§ **Exercise aim**: What is the number of lines in the material below that include the word "derive"? Write that number and nothing more.

═════ Information given ═════

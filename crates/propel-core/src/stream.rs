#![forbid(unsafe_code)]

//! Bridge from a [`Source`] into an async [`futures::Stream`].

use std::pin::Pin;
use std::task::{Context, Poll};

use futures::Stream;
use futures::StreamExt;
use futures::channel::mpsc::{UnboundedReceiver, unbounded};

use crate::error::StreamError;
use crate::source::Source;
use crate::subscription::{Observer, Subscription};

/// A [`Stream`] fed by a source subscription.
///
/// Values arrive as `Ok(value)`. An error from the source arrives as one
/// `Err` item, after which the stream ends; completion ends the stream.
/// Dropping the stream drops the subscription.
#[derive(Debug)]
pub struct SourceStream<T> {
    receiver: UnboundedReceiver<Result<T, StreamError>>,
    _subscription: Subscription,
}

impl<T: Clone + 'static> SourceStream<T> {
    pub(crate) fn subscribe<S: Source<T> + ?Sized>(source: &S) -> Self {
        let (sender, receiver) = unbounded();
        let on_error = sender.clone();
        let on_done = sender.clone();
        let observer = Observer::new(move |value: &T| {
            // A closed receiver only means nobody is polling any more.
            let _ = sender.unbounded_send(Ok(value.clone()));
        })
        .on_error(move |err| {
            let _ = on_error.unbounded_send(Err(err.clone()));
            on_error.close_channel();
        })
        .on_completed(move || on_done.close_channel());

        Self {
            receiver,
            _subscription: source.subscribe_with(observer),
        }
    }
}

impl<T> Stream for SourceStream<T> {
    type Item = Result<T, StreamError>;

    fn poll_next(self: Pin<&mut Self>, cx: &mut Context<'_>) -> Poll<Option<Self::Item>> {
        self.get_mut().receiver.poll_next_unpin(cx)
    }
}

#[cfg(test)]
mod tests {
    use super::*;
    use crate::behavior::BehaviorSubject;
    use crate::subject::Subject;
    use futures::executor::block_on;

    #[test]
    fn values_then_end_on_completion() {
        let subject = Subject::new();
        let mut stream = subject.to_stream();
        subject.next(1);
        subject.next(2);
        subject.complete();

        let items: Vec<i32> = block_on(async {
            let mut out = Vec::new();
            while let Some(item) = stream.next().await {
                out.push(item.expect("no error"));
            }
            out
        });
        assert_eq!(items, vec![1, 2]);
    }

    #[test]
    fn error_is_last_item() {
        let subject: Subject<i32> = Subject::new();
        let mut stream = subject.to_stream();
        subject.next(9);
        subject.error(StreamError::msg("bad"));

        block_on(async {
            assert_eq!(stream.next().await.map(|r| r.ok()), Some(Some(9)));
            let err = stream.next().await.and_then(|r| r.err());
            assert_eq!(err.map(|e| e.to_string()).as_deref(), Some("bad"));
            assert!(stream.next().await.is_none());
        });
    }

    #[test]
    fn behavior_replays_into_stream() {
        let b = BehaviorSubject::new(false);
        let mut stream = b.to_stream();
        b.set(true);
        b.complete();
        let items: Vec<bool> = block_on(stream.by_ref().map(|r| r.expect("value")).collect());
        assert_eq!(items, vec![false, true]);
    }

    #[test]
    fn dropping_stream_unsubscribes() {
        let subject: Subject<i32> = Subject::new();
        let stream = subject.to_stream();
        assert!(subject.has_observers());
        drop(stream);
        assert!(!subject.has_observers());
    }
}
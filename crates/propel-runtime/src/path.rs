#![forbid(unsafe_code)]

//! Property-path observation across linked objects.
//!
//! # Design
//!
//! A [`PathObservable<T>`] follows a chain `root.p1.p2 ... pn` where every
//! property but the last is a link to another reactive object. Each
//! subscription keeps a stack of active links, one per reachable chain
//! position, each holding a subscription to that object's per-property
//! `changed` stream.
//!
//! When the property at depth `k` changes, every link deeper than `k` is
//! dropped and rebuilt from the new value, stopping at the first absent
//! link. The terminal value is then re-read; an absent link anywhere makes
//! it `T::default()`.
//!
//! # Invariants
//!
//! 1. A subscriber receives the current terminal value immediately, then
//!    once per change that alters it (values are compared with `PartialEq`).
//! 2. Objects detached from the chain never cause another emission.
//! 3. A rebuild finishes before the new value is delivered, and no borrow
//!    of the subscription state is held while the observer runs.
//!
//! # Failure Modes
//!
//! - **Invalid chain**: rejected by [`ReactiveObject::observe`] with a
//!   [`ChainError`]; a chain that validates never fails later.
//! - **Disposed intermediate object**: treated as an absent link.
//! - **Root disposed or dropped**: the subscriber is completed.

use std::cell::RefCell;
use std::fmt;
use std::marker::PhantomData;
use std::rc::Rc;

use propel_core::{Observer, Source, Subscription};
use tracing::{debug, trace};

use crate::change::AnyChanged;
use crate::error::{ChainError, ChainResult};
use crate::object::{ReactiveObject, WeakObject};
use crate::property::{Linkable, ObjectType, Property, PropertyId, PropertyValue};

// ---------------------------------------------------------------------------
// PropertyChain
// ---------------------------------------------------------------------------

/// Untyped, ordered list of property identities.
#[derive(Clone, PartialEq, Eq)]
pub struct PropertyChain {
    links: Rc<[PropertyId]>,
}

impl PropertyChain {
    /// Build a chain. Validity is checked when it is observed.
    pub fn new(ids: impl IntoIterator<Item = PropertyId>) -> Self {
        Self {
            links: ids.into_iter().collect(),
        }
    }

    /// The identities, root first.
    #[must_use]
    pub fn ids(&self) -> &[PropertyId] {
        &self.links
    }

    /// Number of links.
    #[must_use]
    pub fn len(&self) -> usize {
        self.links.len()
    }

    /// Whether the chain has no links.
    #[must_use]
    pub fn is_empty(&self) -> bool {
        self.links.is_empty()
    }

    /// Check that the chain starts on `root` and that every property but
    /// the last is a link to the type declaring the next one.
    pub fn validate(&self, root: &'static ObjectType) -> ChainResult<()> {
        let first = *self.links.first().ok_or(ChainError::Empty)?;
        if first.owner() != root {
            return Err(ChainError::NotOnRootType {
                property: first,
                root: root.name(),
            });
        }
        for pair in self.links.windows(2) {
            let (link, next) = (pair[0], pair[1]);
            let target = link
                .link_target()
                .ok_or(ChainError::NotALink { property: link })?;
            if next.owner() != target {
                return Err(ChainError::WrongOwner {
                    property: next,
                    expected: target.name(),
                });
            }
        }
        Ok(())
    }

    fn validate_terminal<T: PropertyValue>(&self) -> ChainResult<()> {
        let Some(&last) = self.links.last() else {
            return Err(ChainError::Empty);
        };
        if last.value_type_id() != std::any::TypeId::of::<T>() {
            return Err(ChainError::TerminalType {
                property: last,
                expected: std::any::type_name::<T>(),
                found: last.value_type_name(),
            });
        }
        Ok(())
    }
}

═════

§ **Response to this task**: 2